The Internal Revenue Response
The IRS has now released guidance as of Monday, November 11, 2020, that proposed regulations will be released shortly which will allow pass-through entities, partnerships, and S corporations, to deduct state and local income taxes imposed on the entity. This development resolves an issue that has been around since Connecticut enacted the first pass-through tax following the passage of the Tax Cuts and Jobs Act.
In the announcement, the IRS indicated that the forthcoming regulations would treat these types of State tax payments as deductible, thereby reducing the federal income passed through to the owners. This announcement is a welcomed clarification from the IRS and will alleviate much of the uncertainty surrounding these SALT Cap workarounds that are enacted by certain states and may result in the introduction of similar tax regimes by other states.
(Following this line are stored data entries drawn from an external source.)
//! Outbound message writer.
//!
//! Serialises each [`Message`] to a compact single-line JSON string,
//! frames it with [`NdjsonCodec`], and writes and flushes it so the server
//! sees the line immediately rather than when a buffer fills.

use bytes::BytesMut;
use tokio::io::{AsyncWrite, AsyncWriteExt};
use tokio_util::codec::Encoder;
use tracing::debug;

use crate::rpc::Message;
use crate::stdio::codec::NdjsonCodec;
use crate::{AppError, Result};

/// Write `message` to `writer` as one `\n`-terminated JSON line, then flush.
///
/// # Errors
///
/// - [`AppError::Protocol`]`("failed to serialise outbound message: …")`
///   if serialisation fails.
/// - [`AppError::Io`]`("write failed: …")` if the write or flush fails
///   (e.g. the server process has exited).
pub async fn write_message<W>(writer: &mut W, message: &Message) -> Result<()>
where
    W: AsyncWrite + Unpin,
{
    let line = serde_json::to_string(message).map_err(|e| {
        AppError::Protocol(format!("failed to serialise outbound message: {e}"))
    })?;

    let mut frame = BytesMut::with_capacity(line.len() + 1);
    NdjsonCodec::new().encode(line, &mut frame)?;

    writer
        .write_all(&frame)
        .await
        .map_err(|e| AppError::Io(format!("write failed: {e}")))?;
    writer
        .flush()
        .await
        .map_err(|e| AppError::Io(format!("flush failed: {e}")))?;

    debug!(
        method = message.method.as_str(),
        id = message.id,
        notification = message.is_notification(),
        bytes = frame.len(),
        "stdio writer: message sent"
    );
    Ok(())
}
//! MCP initialization handshake and tool invocation.
//!
//! The probe enacts the minimal MCP client sequence over a
//! [`ServerProcess`]:
//!
//! 1. **`initialize`** — request carrying `protocolVersion`, an empty
//!    `capabilities` object, and `clientInfo`; the response is read.
//! 2. **`notify_initialized`** — `notifications/initialized`, fire and
//!    forget; nothing is read.
//! 3. **`call_tool`** — `tools/call` request naming one tool; the response
//!    is read and returned.
//!
//! Responses are returned as raw JSON. An error-shaped response is not
//! treated as a failure here.

use serde_json::{json, Value};
use tracing::{debug, info};

use crate::config::{ClientConfig, ToolConfig};
use crate::rpc::{
    CallToolParams, ClientInfo, InitializeParams, Message, METHOD_INITIALIZE,
    METHOD_INITIALIZED, METHOD_TOOLS_CALL,
};
use crate::stdio::spawner::ServerProcess;
use crate::{AppError, Result};

/// Send an `initialize` request and read its response.
///
/// ```json
/// {
///   "jsonrpc": "2.0",
///   "method": "initialize",
///   "params": {
///     "protocolVersion": "2024-11-05",
///     "capabilities": {},
///     "clientInfo": { "name": "Test", "version": "1" }
///   },
///   "id": 1
/// }
/// ```
///
/// # Errors
///
/// Returns `AppError::Protocol` if the parameters cannot be serialised, and
/// propagates send/receive failures from [`ServerProcess`].
pub async fn initialize(
    server: &mut ServerProcess,
    client: &ClientConfig,
) -> Result<Option<Value>> {
    let params = InitializeParams {
        protocol_version: client.protocol_version.clone(),
        capabilities: json!({}),
        client_info: ClientInfo {
            name: client.name.clone(),
            version: client.version.clone(),
        },
    };

    let id = server.next_request_id();
    let request = Message::request(id, METHOD_INITIALIZE, Some(to_params(&params)?));
    server.send_message(&request).await?;
    debug!(
        id,
        protocol_version = client.protocol_version.as_str(),
        "handshake: initialize sent"
    );

    let response = server.receive().await?;
    match &response {
        Some(value) => {
            let server_info = value
                .pointer("/result/serverInfo")
                .cloned()
                .unwrap_or_default();
            info!(%server_info, "handshake: initialize response received");
        }
        None => info!("handshake: server closed stdout before initialize response"),
    }
    Ok(response)
}

/// Send the `notifications/initialized` notification.
///
/// No identifier is attached and no response is awaited.
///
/// # Errors
///
/// Propagates send failures from [`ServerProcess::send_message`].
pub async fn notify_initialized(server: &mut ServerProcess) -> Result<()> {
    server
        .send_message(&Message::notification(METHOD_INITIALIZED, None))
        .await?;
    debug!("handshake: initialized notification sent");
    Ok(())
}

/// Send a `tools/call` request and read its response.
///
/// # Errors
///
/// Returns `AppError::Protocol` if the parameters cannot be serialised, and
/// propagates send/receive failures from [`ServerProcess`].
pub async fn call_tool(server: &mut ServerProcess, tool: &ToolConfig) -> Result<Option<Value>> {
    let params = CallToolParams {
        name: tool.name.clone(),
        arguments: tool.arguments.clone(),
    };

    let id = server.next_request_id();
    let request = Message::request(id, METHOD_TOOLS_CALL, Some(to_params(&params)?));
    server.send_message(&request).await?;
    debug!(id, tool = tool.name.as_str(), "tools/call sent");

    let response = server.receive().await?;
    info!(
        tool = tool.name.as_str(),
        received = response.is_some(),
        is_error = response.as_ref().is_some_and(|v| v.get("error").is_some()),
        "tools/call finished"
    );
    Ok(response)
}

fn to_params<T: serde::Serialize>(params: &T) -> Result<Value> {
    serde_json::to_value(params)
        .map_err(|e| AppError::Protocol(format!("failed to serialise params: {e}")))
}
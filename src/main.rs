#![forbid(unsafe_code)]

//! `mcp-probe` — launch an MCP server, handshake, call one tool, print the
//! response.
//!
//! The response goes to stdout; logs go to stderr.

use std::path::PathBuf;

use clap::{Parser, ValueEnum};
use serde_json::Value;
use tracing::info;
use tracing_subscriber::{fmt, EnvFilter};

use mcp_probe::config::{ProbeConfig, ProbeOverrides};
use mcp_probe::{probe, AppError, Result};

#[derive(Debug, Copy, Clone, Eq, PartialEq, ValueEnum)]
enum LogFormat {
    Text,
    Json,
}

#[derive(Debug, Parser)]
#[command(
    name = "mcp-probe",
    about = "Smoke-test an MCP server over stdio",
    version,
    long_about = None
)]
struct Cli {
    /// Path to a TOML configuration file.
    #[arg(long)]
    config: Option<PathBuf>,

    /// Tool to invoke after the handshake.
    #[arg(long)]
    tool: Option<String>,

    /// Tool arguments as a JSON object.
    #[arg(long, value_parser = parse_json_object)]
    arguments: Option<Value>,

    /// `clientInfo.name` sent in `initialize`.
    #[arg(long)]
    client_name: Option<String>,

    /// `clientInfo.version` sent in `initialize`.
    #[arg(long)]
    client_version: Option<String>,

    /// `protocolVersion` sent in `initialize`.
    #[arg(long)]
    protocol_version: Option<String>,

    /// Seconds to wait for each response; 0 waits forever.
    #[arg(long)]
    timeout_secs: Option<u64>,

    /// Longest server output line accepted, in bytes.
    #[arg(long)]
    max_line_bytes: Option<usize>,

    /// Log output format (text or json).
    #[arg(long, value_enum, default_value_t = LogFormat::Text)]
    log_format: LogFormat,

    /// Server command line, e.g. `-- uvx my-mcp-server --stdio`.
    #[arg(last = true, allow_hyphen_values = true)]
    command: Vec<String>,
}

impl Cli {
    fn into_config(self) -> Result<ProbeConfig> {
        let mut config = match &self.config {
            Some(path) => ProbeConfig::load_from_path(path)?,
            None => ProbeConfig::default(),
        };

        config.apply(ProbeOverrides {
            command: self.command,
            tool: self.tool,
            arguments: self.arguments,
            client_name: self.client_name,
            client_version: self.client_version,
            protocol_version: self.protocol_version,
            receive_timeout_seconds: self.timeout_secs,
            max_line_bytes: self.max_line_bytes,
        })?;

        Ok(config)
    }
}

fn parse_json_object(raw: &str) -> std::result::Result<Value, String> {
    let value: Value = serde_json::from_str(raw).map_err(|err| format!("invalid JSON: {err}"))?;
    if value.is_object() {
        Ok(value)
    } else {
        Err("arguments must be a JSON object".into())
    }
}

fn main() -> Result<()> {
    let args = Cli::parse();
    init_tracing(args.log_format)?;

    let config = args.into_config()?;
    info!(
        command = config.server.command.as_str(),
        tool = config.tool.name.as_str(),
        "mcp-probe starting"
    );

    tokio::runtime::Builder::new_current_thread()
        .enable_all()
        .build()
        .map_err(|err| AppError::Config(format!("failed to build tokio runtime: {err}")))?
        .block_on(async {
            let mut stdout = std::io::stdout().lock();
            probe::run(&config, &mut stdout).await
        })
}

fn init_tracing(log_format: LogFormat) -> Result<()> {
    let env_filter = EnvFilter::try_from_default_env().unwrap_or_else(|_| EnvFilter::new("info"));
    let subscriber = fmt()
        .with_env_filter(env_filter)
        .with_writer(std::io::stderr);

    match log_format {
        LogFormat::Text => subscriber
            .try_init()
            .map_err(|err| AppError::Config(format!("failed to init tracing: {err}")))?,
        LogFormat::Json => subscriber
            .json()
            .try_init()
            .map_err(|err| AppError::Config(format!("failed to init tracing: {err}")))?,
    }

    Ok(())
}
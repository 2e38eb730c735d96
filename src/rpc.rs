//! JSON-RPC 2.0 envelope and the MCP parameter types the probe sends.

use serde::{Deserialize, Serialize};
use serde_json::Value;

/// Value of the `jsonrpc` field on every message.
pub const JSONRPC_VERSION: &str = "2.0";

/// Key whose presence marks a line as a protocol message.
pub const PROTOCOL_MARKER: &str = "jsonrpc";

/// MCP protocol revision announced during `initialize`.
pub const PROTOCOL_VERSION: &str = "2024-11-05";

/// Handshake request method.
pub const METHOD_INITIALIZE: &str = "initialize";

/// Notification sent once the `initialize` response has been read.
pub const METHOD_INITIALIZED: &str = "notifications/initialized";

/// Tool invocation request method.
pub const METHOD_TOOLS_CALL: &str = "tools/call";

/// Outbound JSON-RPC message (request or notification).
///
/// A request carries an `id`; a notification does not. Absent fields are
/// omitted from the wire form rather than written as `null`.
#[derive(Serialize, Deserialize, Debug, Clone, PartialEq)]
pub struct Message {
    /// Always [`JSONRPC_VERSION`].
    pub jsonrpc: String,
    /// Method name.
    pub method: String,
    /// Method parameters.
    #[serde(default, skip_serializing_if = "Option::is_none")]
    pub params: Option<Value>,
    /// Request identifier; `None` for notifications.
    #[serde(default, skip_serializing_if = "Option::is_none")]
    pub id: Option<u64>,
}

impl Message {
    /// Build a message; `id` decides between request and notification.
    #[must_use]
    pub fn new(method: impl Into<String>, params: Option<Value>, id: Option<u64>) -> Self {
        Self {
            jsonrpc: JSONRPC_VERSION.to_owned(),
            method: method.into(),
            params,
            id,
        }
    }

    /// Build a request with identifier `id`.
    #[must_use]
    pub fn request(id: u64, method: impl Into<String>, params: Option<Value>) -> Self {
        Self::new(method, params, Some(id))
    }

    /// Build a notification (no identifier, no response expected).
    #[must_use]
    pub fn notification(method: impl Into<String>, params: Option<Value>) -> Self {
        Self::new(method, params, None)
    }

    /// Whether this message is a notification.
    #[must_use]
    pub fn is_notification(&self) -> bool {
        self.id.is_none()
    }
}

/// `initialize` request parameters.
#[derive(Serialize, Deserialize, Debug, Clone, PartialEq)]
#[serde(rename_all = "camelCase")]
pub struct InitializeParams {
    /// Protocol revision the client speaks.
    pub protocol_version: String,
    /// Client capabilities; the probe advertises none.
    pub capabilities: Value,
    /// Client identity.
    pub client_info: ClientInfo,
}

/// `clientInfo` block of the `initialize` request.
#[derive(Serialize, Deserialize, Debug, Clone, PartialEq, Eq)]
pub struct ClientInfo {
    /// Client name.
    pub name: String,
    /// Client version.
    pub version: String,
}

/// `tools/call` request parameters.
#[derive(Serialize, Deserialize, Debug, Clone, PartialEq)]
pub struct CallToolParams {
    /// Remote tool name.
    pub name: String,
    /// Tool arguments object.
    pub arguments: Value,
}

/// Whether `value` carries the protocol marker.
///
/// Only JSON objects qualify; arrays, strings, and scalars never do.
#[must_use]
pub fn has_protocol_marker(value: &Value) -> bool {
    value
        .as_object()
        .is_some_and(|object| object.contains_key(PROTOCOL_MARKER))
}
The proposed regulations described in this notice will apply to Specified Income Tax Payments made on or after November 9, 2020. Before the issuance of the proposed regulations, taxpayers may rely on the provisions of the notice.
This action by the Internal Revenue Service may mitigate the effect of the Tax Cuts and Jobs Act, relating to State tax deductions for taxpayers that are members of pass-through entities. Individual taxpayers with Schedule C’s and one owner LLC’s with W2 wage earners that are not members of a pass-through entity are not affected by the change. Each taxpayer must evaluate their individual tax situation as to the benefit if any.